■ **EXERCISE BRIEF**
Filter the entries for lines with the word "WorldPoint".
==== MATERIAL TO PROCESS
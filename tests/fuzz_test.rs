//! Fuzzes the planner by checking for many random obstacle fields that a
//! path is found exactly when the goal shares the start's connected
//! component, that returned paths are valid under the motion model, and that
//! Dijkstra, unit-weight A* and an exhaustive relaxation reference agree on
//! the optimal cost.

use grid_planner::error::PlanError;
use grid_planner::occupancy::OccupancyGrid;
use grid_planner::solver::{astar::AstarSolver, dijkstra::DijkstraSolver, GridSolver, Plan};
use grid_planner::{WorldPoint, CARDINAL_COST, DIAGONAL_COST};
use grid_util::point::Point;
use rand::prelude::*;

const N: i32 = 8;

fn random_obstacles(rng: &mut StdRng) -> Vec<WorldPoint> {
    let mut obstacles = Vec::new();
    for i in -1..=N {
        obstacles.push(WorldPoint::new(i as f64, -1.0));
        obstacles.push(WorldPoint::new(i as f64, N as f64));
        obstacles.push(WorldPoint::new(-1.0, i as f64));
        obstacles.push(WorldPoint::new(N as f64, i as f64));
    }
    for x in 0..N - 1 {
        for y in 0..N - 1 {
            if (x, y) != (0, 0) && (x, y) != (N - 2, N - 2) && rng.gen_bool(0.35) {
                obstacles.push(WorldPoint::new(x as f64, y as f64));
            }
        }
    }
    obstacles
}

fn visualize_grid(grid: &OccupancyGrid, start: &Point, end: &Point) {
    for y in (0..grid.height() as i32).rev() {
        for x in 0..grid.width() as i32 {
            let p = Point::new(x, y);
            if *start == p {
                print!("S");
            } else if *end == p {
                print!("G");
            } else if grid.is_occupied(&p) {
                print!("#");
            } else {
                print!(".");
            }
        }
        println!();
    }
}

/// Exhaustive edge relaxation until fixpoint; the reference optimum.
fn brute_force_cost(grid: &OccupancyGrid, start: Point, goal: Point) -> Option<f64> {
    let w = grid.width() as i32;
    let h = grid.height() as i32;
    let idx = |p: &Point| (p.y * w + p.x) as usize;
    let mut dist = vec![f64::INFINITY; (w * h) as usize];
    dist[idx(&start)] = 0.0;
    loop {
        let mut changed = false;
        for x in 0..w {
            for y in 0..h {
                let p = Point::new(x, y);
                if !grid.can_move_to(p) {
                    continue;
                }
                let d = dist[idx(&p)];
                if !d.is_finite() {
                    continue;
                }
                for (n, c) in grid.neighbor_cells_and_cost(&p) {
                    if d + c < dist[idx(&n)] - 1e-12 {
                        dist[idx(&n)] = d + c;
                        changed = true;
                    }
                }
            }
        }
        if !changed {
            break;
        }
    }
    let d = dist[idx(&goal)];
    d.is_finite().then_some(d)
}

fn assert_valid_path(grid: &OccupancyGrid, plan: &Plan, start: WorldPoint, goal: WorldPoint) {
    assert_eq!(plan.waypoints[0], start);
    assert_eq!(*plan.waypoints.last().unwrap(), goal);
    let mut walked = 0.0;
    for pair in plan.waypoints.windows(2) {
        let a = grid.to_grid(&pair[0]);
        let b = grid.to_grid(&pair[1]);
        let (dx, dy) = (b.x - a.x, b.y - a.y);
        assert!(dx.abs() <= 1 && dy.abs() <= 1 && (dx, dy) != (0, 0));
        walked += if dx.abs() + dy.abs() == 2 {
            DIAGONAL_COST
        } else {
            CARDINAL_COST
        };
        assert!(grid.can_move_to(b));
    }
    assert!((walked - plan.cost).abs() < 1e-9);
}

#[test]
fn fuzz() {
    const N_GRIDS: usize = 500;
    let mut rng = StdRng::seed_from_u64(0);
    let dijkstra = DijkstraSolver::new();
    let mut blind = DijkstraSolver::new();
    blind.component_precheck = false;
    let astar = AstarSolver::new();
    let start = WorldPoint::new(0.0, 0.0);
    let goal = WorldPoint::new((N - 2) as f64, (N - 2) as f64);

    for _ in 0..N_GRIDS {
        let grid = OccupancyGrid::from_obstacles(&random_obstacles(&mut rng), 1.0, 0.5).unwrap();
        let start_cell = grid.to_grid(&start);
        let goal_cell = grid.to_grid(&goal);
        let reachable = grid.reachable(&start_cell, &goal_cell);

        let result = dijkstra.plan(&grid, start, goal);
        if result.is_ok() != reachable {
            visualize_grid(&grid, &start_cell, &goal_cell);
        }
        assert_eq!(result.is_ok(), reachable);
        // Frontier exhaustion and the component pre-check must agree.
        assert_eq!(blind.plan(&grid, start, goal).is_ok(), reachable);

        match result {
            Ok(plan) => {
                let reference = brute_force_cost(&grid, start_cell, goal_cell).unwrap();
                assert!((plan.cost - reference).abs() < 1e-6);
                assert_valid_path(&grid, &plan, start, goal);

                let astar_plan = astar.plan(&grid, start, goal).unwrap();
                assert!((astar_plan.cost - reference).abs() < 1e-6);
                assert_valid_path(&grid, &astar_plan, start, goal);

                // Determinism: the same query replays byte for byte.
                assert_eq!(dijkstra.plan(&grid, start, goal).unwrap(), plan);
            }
            Err(e) => assert!(matches!(e, PlanError::Unreachable { .. })),
        }
    }
}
========
■ **WRITTEN RESPONSE**
use grid_planner::{WorldPoint, CARDINAL_COST, DIAGONAL_COST};
fn random_obstacles(rng: &mut StdRng) -> Vec<WorldPoint> {
        obstacles.push(WorldPoint::new(i as f64, -1.0));
        obstacles.push(WorldPoint::new(i as f64, N as f64));
        obstacles.push(WorldPoint::new(-1.0, i as f64));
        obstacles.push(WorldPoint::new(N as f64, i as f64));
                obstacles.push(WorldPoint::new(x as f64, y as f64));
fn assert_valid_path(grid: &OccupancyGrid, plan: &Plan, start: WorldPoint, goal: WorldPoint) {
    let start = WorldPoint::new(0.0, 0.0);
    let goal = WorldPoint::new((N - 2) as f64, (N - 2) as f64);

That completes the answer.